# [PROMPT]
What you give back should be exactly the opening lines of the data, ending with the line that contains "use std::fmt;" and including it.

──────── DATA RECORDS

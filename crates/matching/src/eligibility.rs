//! Donor medical eligibility.
//!
//! Checks run in a fixed order and the first failure decides the verdict:
//! alcohol, smoking, age, then the cooldown since the last donation.

use std::fmt;

use chrono::{DateTime, Utc};
use entities::{Gender, User};
use serde::{Deserialize, Deserializer};
use serde_json::Value;

/// Youngest age allowed to donate.
pub const MIN_DONOR_AGE: u32 = 18;

/// Oldest age allowed to donate.
pub const MAX_DONOR_AGE: u32 = 65;

/// Days a male donor waits between donations.
pub const MALE_DONATION_GAP_DAYS: u32 = 90;

/// Days every other donor waits between donations.
pub const DEFAULT_DONATION_GAP_DAYS: u32 = 120;

const MILLIS_PER_DAY: i64 = 24 * 60 * 60 * 1000;

/// The donor attributes eligibility depends on.
///
/// Deserializes from a loosely shaped donor record: an age that is missing or
/// not a whole number becomes `None`, which fails the age check.
#[derive(Debug, Clone, Default, PartialEq, Deserialize)]
#[serde(rename_all = "camelCase")]
pub struct DonorProfile {
    /// Age in years.
    #[serde(default, deserialize_with = "lenient_age")]
    pub age: Option<u32>,
    /// Declared gender.
    #[serde(default)]
    pub gender: Option<Gender>,
    /// When the donor last gave blood.
    #[serde(default)]
    pub last_donated_date: Option<DateTime<Utc>>,
    /// Under the influence of alcohol.
    #[serde(default)]
    pub is_drunk: bool,
    /// Smoker.
    #[serde(default)]
    pub is_smoker: bool,
}

impl From<&User> for DonorProfile {
    fn from(user: &User) -> Self {
        Self {
            age: Some(user.age),
            gender: Some(user.gender),
            last_donated_date: user.last_donated_date,
            is_drunk: user.is_drunk,
            is_smoker: user.is_smoker,
        }
    }
}

fn lenient_age<'de, D>(deserializer: D) -> Result<Option<u32>, D::Error>
where
    D: Deserializer<'de>,
{
    let value = Option::<Value>::deserialize(deserializer)?;
    Ok(value.and_then(|v| match v {
        Value::Number(n) => n.as_u64().and_then(|n| u32::try_from(n).ok()),
        Value::String(s) => s.trim().parse().ok(),
        _ => None,
    }))
}

/// Why a donor cannot give blood right now.
#[derive(Debug, Clone, Copy, PartialEq, Eq)]
pub enum IneligibilityReason {
    /// Under the influence of alcohol.
    Intoxicated,
    /// Smoker.
    Smoker,
    /// Age missing or outside 18..=65.
    AgeOutOfRange,
    /// Too soon after the previous donation.
    Cooldown {
        /// Required gap for this donor.
        required_days: u32,
        /// Gender the gap was chosen for.
        gender: Option<Gender>,
    },
}

impl fmt::Display for IneligibilityReason {
    fn fmt(&self, f: &mut fmt::Formatter<'_>) -> fmt::Result {
        match self {
            Self::Intoxicated => f.write_str("Currently under influence of alcohol"),
            Self::Smoker => f.write_str("Smokers not eligible"),
            Self::AgeOutOfRange => write!(
                f,
                "Age must be between {MIN_DONOR_AGE} and {MAX_DONOR_AGE}"
            ),
            Self::Cooldown {
                required_days,
                gender,
            } => write!(
                f,
                "Must wait {required_days} days between donations ({})",
                gender.map_or("Unspecified", |g| g.label())
            ),
        }
    }
}

/// Eligibility verdict.
#[derive(Debug, Clone, Copy, PartialEq, Eq)]
pub struct Eligibility {
    /// Whether the donor may give blood now.
    pub eligible: bool,
    /// Set when not eligible.
    pub reason: Option<IneligibilityReason>,
    /// Days left in the cooldown, only for [`IneligibilityReason::Cooldown`].
    pub days_until_eligible: Option<u32>,
}

impl Eligibility {
    fn eligible() -> Self {
        Self {
            eligible: true,
            reason: None,
            days_until_eligible: None,
        }
    }

    fn ineligible(reason: IneligibilityReason) -> Self {
        Self {
            eligible: false,
            reason: Some(reason),
            days_until_eligible: None,
        }
    }
}

/// Required gap between donations. Only `Male` gets the shorter gap.
pub fn required_gap_days(gender: Option<Gender>) -> u32 {
    match gender {
        Some(Gender::Male) => MALE_DONATION_GAP_DAYS,
        _ => DEFAULT_DONATION_GAP_DAYS,
    }
}

/// Whole days from `since` to `now`, where any partial day counts as a full
/// one. A `since` in the future counts as zero days.
pub fn days_since(since: DateTime<Utc>, now: DateTime<Utc>) -> i64 {
    let elapsed_ms = (now - since).num_milliseconds();
    if elapsed_ms <= 0 {
        return 0;
    }
    (elapsed_ms + MILLIS_PER_DAY - 1) / MILLIS_PER_DAY
}

/// Evaluates whether `donor` may give blood at `now`.
pub fn is_donor_eligible(donor: &DonorProfile, now: DateTime<Utc>) -> Eligibility {
    if donor.is_drunk {
        return Eligibility::ineligible(IneligibilityReason::Intoxicated);
    }

    if donor.is_smoker {
        return Eligibility::ineligible(IneligibilityReason::Smoker);
    }

    match donor.age {
        Some(age) if (MIN_DONOR_AGE..=MAX_DONOR_AGE).contains(&age) => {}
        _ => return Eligibility::ineligible(IneligibilityReason::AgeOutOfRange),
    }

    if let Some(last) = donor.last_donated_date {
        let elapsed = days_since(last, now);
        let required = required_gap_days(donor.gender);

        if elapsed < i64::from(required) {
            // elapsed is in 0..required here, so the difference fits.
            let remaining = u32::try_from(i64::from(required) - elapsed).unwrap_or(required);
            return Eligibility {
                eligible: false,
                reason: Some(IneligibilityReason::Cooldown {
                    required_days: required,
                    gender: donor.gender,
                }),
                days_until_eligible: Some(remaining),
            };
        }
    }

    Eligibility::eligible()
}

#[cfg(test)]
mod tests {
    use chrono::{Duration, TimeZone};

    use super::*;

    fn now() -> DateTime<Utc> {
        Utc.with_ymd_and_hms(2025, 6, 1, 12, 0, 0).unwrap()
    }

    fn healthy(gender: Gender) -> DonorProfile {
        DonorProfile {
            age: Some(30),
            gender: Some(gender),
            ..Default::default()
        }
    }

    fn donated_days_ago(gender: Gender, days: i64) -> DonorProfile {
        DonorProfile {
            last_donated_date: Some(now() - Duration::days(days)),
            ..healthy(gender)
        }
    }

    #[test]
    fn test_healthy_first_time_donor_is_eligible() {
        let verdict = is_donor_eligible(&healthy(Gender::Female), now());
        assert!(verdict.eligible);
        assert!(verdict.reason.is_none());
        assert!(verdict.days_until_eligible.is_none());
    }

    #[test]
    fn test_drunk_wins_over_everything() {
        let donor = DonorProfile {
            age: Some(70),
            gender: Some(Gender::Male),
            last_donated_date: Some(now()),
            is_drunk: true,
            is_smoker: true,
        };
        let verdict = is_donor_eligible(&donor, now());
        assert!(!verdict.eligible);
        assert_eq!(verdict.reason, Some(IneligibilityReason::Intoxicated));
        assert!(verdict.days_until_eligible.is_none());
    }

    #[test]
    fn test_smoker_wins_over_age_and_cooldown() {
        let donor = DonorProfile {
            age: Some(12),
            last_donated_date: Some(now()),
            is_smoker: true,
            ..Default::default()
        };
        let verdict = is_donor_eligible(&donor, now());
        assert_eq!(verdict.reason, Some(IneligibilityReason::Smoker));
    }

    #[test]
    fn test_age_boundaries() {
        for (age, eligible) in [(17, false), (18, true), (65, true), (66, false)] {
            let donor = DonorProfile {
                age: Some(age),
                ..healthy(Gender::Male)
            };
            assert_eq!(is_donor_eligible(&donor, now()).eligible, eligible, "age {age}");
        }

        let missing = DonorProfile {
            age: None,
            ..healthy(Gender::Male)
        };
        assert_eq!(
            is_donor_eligible(&missing, now()).reason,
            Some(IneligibilityReason::AgeOutOfRange)
        );
    }

    #[test]
    fn test_age_wins_over_cooldown() {
        let donor = DonorProfile {
            age: Some(80),
            ..donated_days_ago(Gender::Male, 1)
        };
        assert_eq!(
            is_donor_eligible(&donor, now()).reason,
            Some(IneligibilityReason::AgeOutOfRange)
        );
    }

    #[test]
    fn test_male_cooldown_boundary() {
        assert!(is_donor_eligible(&donated_days_ago(Gender::Male, 90), now()).eligible);

        let verdict = is_donor_eligible(&donated_days_ago(Gender::Male, 89), now());
        assert!(!verdict.eligible);
        assert_eq!(verdict.days_until_eligible, Some(1));
        assert_eq!(
            verdict.reason,
            Some(IneligibilityReason::Cooldown {
                required_days: 90,
                gender: Some(Gender::Male),
            })
        );
    }

    #[test]
    fn test_female_cooldown_boundary() {
        assert!(is_donor_eligible(&donated_days_ago(Gender::Female, 120), now()).eligible);

        let verdict = is_donor_eligible(&donated_days_ago(Gender::Female, 119), now());
        assert!(!verdict.eligible);
        assert_eq!(verdict.days_until_eligible, Some(1));
    }

    #[test]
    fn test_other_gender_uses_longer_gap() {
        let verdict = is_donor_eligible(&donated_days_ago(Gender::Other, 100), now());
        assert_eq!(verdict.days_until_eligible, Some(20));

        let unspecified = DonorProfile {
            gender: None,
            ..donated_days_ago(Gender::Other, 100)
        };
        assert_eq!(
            is_donor_eligible(&unspecified, now()).days_until_eligible,
            Some(20)
        );
    }

    #[test]
    fn test_partial_day_counts_as_full_day() {
        let donor = DonorProfile {
            last_donated_date: Some(now() - Duration::days(89) - Duration::milliseconds(1)),
            ..healthy(Gender::Male)
        };
        assert!(is_donor_eligible(&donor, now()).eligible);

        let just_donated = DonorProfile {
            last_donated_date: Some(now() - Duration::hours(1)),
            ..healthy(Gender::Male)
        };
        assert_eq!(
            is_donor_eligible(&just_donated, now()).days_until_eligible,
            Some(89)
        );
    }

    #[test]
    fn test_future_donation_date_counts_as_today() {
        let donor = DonorProfile {
            last_donated_date: Some(now() + Duration::days(3)),
            ..healthy(Gender::Male)
        };
        assert_eq!(days_since(now() + Duration::days(3), now()), 0);
        assert_eq!(is_donor_eligible(&donor, now()).days_until_eligible, Some(90));

        // Further out than the gap itself still waits the full gap.
        let far_future = DonorProfile {
            last_donated_date: Some(now() + Duration::days(100)),
            ..healthy(Gender::Male)
        };
        let verdict = is_donor_eligible(&far_future, now());
        assert!(!verdict.eligible);
        assert_eq!(verdict.days_until_eligible, Some(90));
    }

    #[test]
    fn test_reason_messages() {
        assert_eq!(
            IneligibilityReason::Intoxicated.to_string(),
            "Currently under influence of alcohol"
        );
        assert_eq!(
            IneligibilityReason::AgeOutOfRange.to_string(),
            "Age must be between 18 and 65"
        );
        assert_eq!(
            IneligibilityReason::Cooldown {
                required_days: 120,
                gender: Some(Gender::Female),
            }
            .to_string(),
            "Must wait 120 days between donations (Female)"
        );
    }

    #[test]
    fn test_profile_from_loose_record() {
        let profile: DonorProfile =
            serde_json::from_str(r#"{"age": "34", "gender": "MALE", "isSmoker": false}"#)
                .unwrap();
        assert_eq!(profile.age, Some(34));
        assert!(is_donor_eligible(&profile, now()).eligible);

        let profile: DonorProfile = serde_json::from_str(r#"{"age": "old"}"#).unwrap();
        assert_eq!(profile.age, None);
        assert_eq!(
            is_donor_eligible(&profile, now()).reason,
            Some(IneligibilityReason::AgeOutOfRange)
        );

        assert!(serde_json::from_str::<DonorProfile>(r#"{"gender": "ROBOT"}"#).is_err());
    }
}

────────────────

# [FINAL ANSWER]
filename crates/matching/src/eligibility.rs
//! Donor medical eligibility.
//!
//! Checks run in a fixed order and the first failure decides the verdict:
//! alcohol, smoking, age, then the cooldown since the last donation.

use std::fmt;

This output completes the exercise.